[EXTRACTED ENTRIES — start]
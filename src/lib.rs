//! Scene-change detection for video files.
//!
//! A batch, single-video analyzer: one input path in, one ordered list of
//! scene cuts out. Consecutive grayscale frames are compared with a
//! block-based motion-estimation pipeline over pre-allocated padded
//! planes; a per-frame verdict over the intra-block statistics decides
//! where the scene boundaries are.
//!
//! The short route is [`detect`]; [`detect_scene_changes`] runs the same
//! pipeline over any [`decode::Decoder`] with progress and per-scene
//! callbacks.

// Performance
#![warn(clippy::inefficient_to_string)]
#![warn(clippy::inline_always)]
#![warn(clippy::large_types_passed_by_value)]
#![deny(clippy::linkedlist)]
// Can result in worse code generation: https://github.com/rust-lang/rust-clippy/issues/14944
#![allow(clippy::manual_div_ceil)]
#![warn(clippy::naive_bytecount)]
#![warn(clippy::needless_collect)]
#![warn(clippy::needless_pass_by_value)]
#![warn(clippy::or_fun_call)]
#![warn(clippy::redundant_clone)]
#![warn(clippy::stable_sort_primitive)]
#![warn(clippy::trivially_copy_pass_by_ref)]
// Readability/Code Intention
#![warn(clippy::checked_conversions)]
#![warn(clippy::cloned_instead_of_copied)]
#![warn(clippy::enum_glob_use)]
#![warn(clippy::equatable_if_let)]
#![warn(clippy::if_then_some_else_none)]
#![warn(clippy::implicit_clone)]
#![warn(clippy::manual_assert)]
#![warn(clippy::manual_let_else)]
#![warn(clippy::manual_string_new)]
#![warn(clippy::map_unwrap_or)]
#![warn(clippy::match_bool)]
#![warn(clippy::mod_module_files)]
#![warn(clippy::needless_continue)]
#![warn(clippy::option_if_let_else)]
#![warn(clippy::range_minus_one)]
#![warn(clippy::range_plus_one)]
#![warn(clippy::redundant_test_prefix)]
#![warn(clippy::semicolon_if_nothing_returned)]
#![warn(clippy::tests_outside_test_module)]
// Correctness/Safety
#![deny(clippy::cfg_not_test)]
#![warn(clippy::dbg_macro)]
#![deny(clippy::debug_assert_with_mut_call)]
#![warn(clippy::infinite_loop)]
#![warn(clippy::large_stack_arrays)]
#![warn(clippy::mem_forget)]
#![warn(clippy::mixed_read_write_in_expression)]
#![warn(clippy::suspicious_operation_groupings)]
#![warn(clippy::undocumented_unsafe_blocks)]
#![warn(clippy::unwrap_used)]
// Annoyances
#![allow(clippy::needless_range_loop)]
#![allow(clippy::too_many_arguments)]
#![allow(clippy::uninlined_format_args)]
#![allow(unsafe_op_in_unsafe_fn)]

pub mod decode;
pub mod error;
pub mod format;
pub mod params;

mod detector;

#[cfg(feature = "bench")]
pub mod luma;
#[cfg(feature = "bench")]
pub mod mv;
#[cfg(feature = "bench")]
pub mod plane;
#[cfg(feature = "bench")]
pub mod plane_of_blocks;
#[cfg(feature = "bench")]
pub mod sad;
#[cfg(feature = "bench")]
pub mod util;

#[cfg(not(feature = "bench"))]
mod luma;
#[cfg(not(feature = "bench"))]
mod mv;
#[cfg(not(feature = "bench"))]
mod plane;
#[cfg(not(feature = "bench"))]
mod plane_of_blocks;
#[cfg(not(feature = "bench"))]
mod sad;
#[cfg(not(feature = "bench"))]
mod util;

pub use detector::{
    DetectionResult, Progress, SceneDetector, SceneInfo, detect, detect_scene_changes,
};
pub use error::{Error, Result};
pub use params::{DetectionOptions, SearchRange, Sensitivity, Thresholds};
[EXTRACTED ENTRIES — finish]
_TASK_:
A verbatim copy of the listing above, starting from the line with "pub mod sad;" and running to its last line, is the only output needed.

_SOLVED PROBLEM_:
pub mod sad;
#[cfg(feature = "bench")]
pub mod util;

#[cfg(not(feature = "bench"))]
mod luma;
#[cfg(not(feature = "bench"))]
mod mv;
#[cfg(not(feature = "bench"))]
mod plane;
#[cfg(not(feature = "bench"))]
mod plane_of_blocks;
#[cfg(not(feature = "bench"))]
mod sad;
#[cfg(not(feature = "bench"))]
mod util;

pub use detector::{
    DetectionResult, Progress, SceneDetector, SceneInfo, detect, detect_scene_changes,
};
pub use error::{Error, Result};
pub use params::{DetectionOptions, SearchRange, Sensitivity, Thresholds};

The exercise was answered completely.